1.1 Classification des circuits

Lorsqu’un système électronique est développé, on peut classer les composants utilisés en trois catégories, selon l’intervention de l’utilisateur dans leur définition (figure 1) :

  • les standards, que l’utilisateur utilise tels quels, comme les codeurs, les latchs, les mémoires, etc., ou encore en analogique, les amplificateurs opérationnels, les CAN, les CNA, etc. ;

  • les programmables, que l’utilisateur peut programmer ou configurer pour l’application, comme les FPGA et les CPLD (configurables), et comme les microprocesseurs et les microcontrôleurs (composants à code programmable) ;

  • les ASIC, que l’utilisateur définit spécifiquement pour l’application, comme les circuits full-custom ou précaractérisés, ou comme les circuits prédiffusés.

Les composants standards sont des circuits courants répondant à une importante demande. Leur existence est justifiée par la grande quantité de composants mise en jeu et leurs coûts sont faibles car ils sont produits en très grande quantité.

Les ASIC sont des circuits qui sont développés pour répondre à un cahier des charges bien spécifique, et qui ne le sont que pour des forts volumes de production : en effet, c’est une solution rentable lorsque le nombre de composants en jeu est suffisant pour amortir les importants coûts de production ; la solution ASIC est d’ailleurs la plus rentable lorsque les volumes de production sont « très » importants.

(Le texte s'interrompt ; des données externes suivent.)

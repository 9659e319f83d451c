//! Title, summary and tag search over loaded posts

use serde::Serialize;

use crate::config::SiteConfig;
use crate::content::Post;
use crate::helpers::url_for;
use crate::views::tag_url;

/// Text a query is matched against: title, summary and space-joined tags
pub fn haystack(post: &Post) -> String {
    format!("{}{}{}", post.title, post.summary, post.tags.join(" "))
}

/// Posts whose searchable text contains `query`, ignoring case.
///
/// An empty query keeps every post. Order is preserved and the input is
/// never modified.
pub fn filter_posts<'a>(query: &str, posts: &'a [Post]) -> Vec<&'a Post> {
    let needle = query.to_lowercase();
    posts
        .iter()
        .filter(|post| needle.is_empty() || haystack(post).to_lowercase().contains(&needle))
        .collect()
}

/// Message shown when a query matches nothing
pub fn not_found_message(query: &str) -> String {
    format!("\" {} \" is not found", query)
}

/// Tag of a search record, with the link its card shows
#[derive(Debug, Clone, PartialEq, Serialize)]
pub struct SearchTag {
    pub name: String,
    pub slug: String,
    pub url: String,
}

/// One record of the `search.json` index consumed by the browser.
///
/// Carries everything the browser needs to rebuild a card exactly as
/// `views::render_card` draws it.
#[derive(Debug, Clone, Serialize)]
pub struct SearchEntry {
    pub slug: String,
    pub title: String,
    pub summary: String,
    pub tags: Vec<SearchTag>,
    /// ISO date for the `datetime` attribute
    pub date: String,
    /// Human-readable date, e.g. "March 5, 2024"
    pub display_date: String,
    pub url: String,
}

/// Search index written alongside the generated pages
#[derive(Debug, Clone, Serialize)]
#[serde(transparent)]
pub struct SearchIndex {
    pub entries: Vec<SearchEntry>,
}

impl SearchIndex {
    pub fn build(config: &SiteConfig, posts: &[Post]) -> Self {
        let entries = posts
            .iter()
            .map(|p| SearchEntry {
                slug: p.slug.clone(),
                title: p.title.clone(),
                summary: p.summary.clone(),
                tags: p
                    .tags
                    .iter()
                    .map(|tag| SearchTag {
                        name: tag.clone(),
                        slug: slug::slugify(tag),
                        url: tag_url(config, tag),
                    })
                    .collect(),
                date: p.date.format("%Y-%m-%d").to_string(),
                display_date: p.date.format("%B %-d, %Y").to_string(),
                url: url_for(config, &p.path(&config.category)),
            })
            .collect();
        Self { entries }
    }

    pub fn to_json(&self) -> serde_json::Result<String> {
        serde_json::to_string_pretty(self)
    }
}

Les programmables sont en fait un compromis entre les deux types de circuits précédents : il faut pouvoir viser le maximum d’applications spécifiques possibles grâce à un unique circuit standard. L’intérêt des programmables est de pouvoir couvrir un large spectre d’applications. C’est une solution choisie pour des faibles volumes, car elle ne génère pas de coûts fixes tels que la conception du circuit et la fabrication des masques.

HAUT DE PAGE

1.2 Possibilités de personnalisation d’un circuit numérique

Afin de personnaliser un circuit numérique, le concepteur dispose de plusieurs solutions :

  • le développement d’un...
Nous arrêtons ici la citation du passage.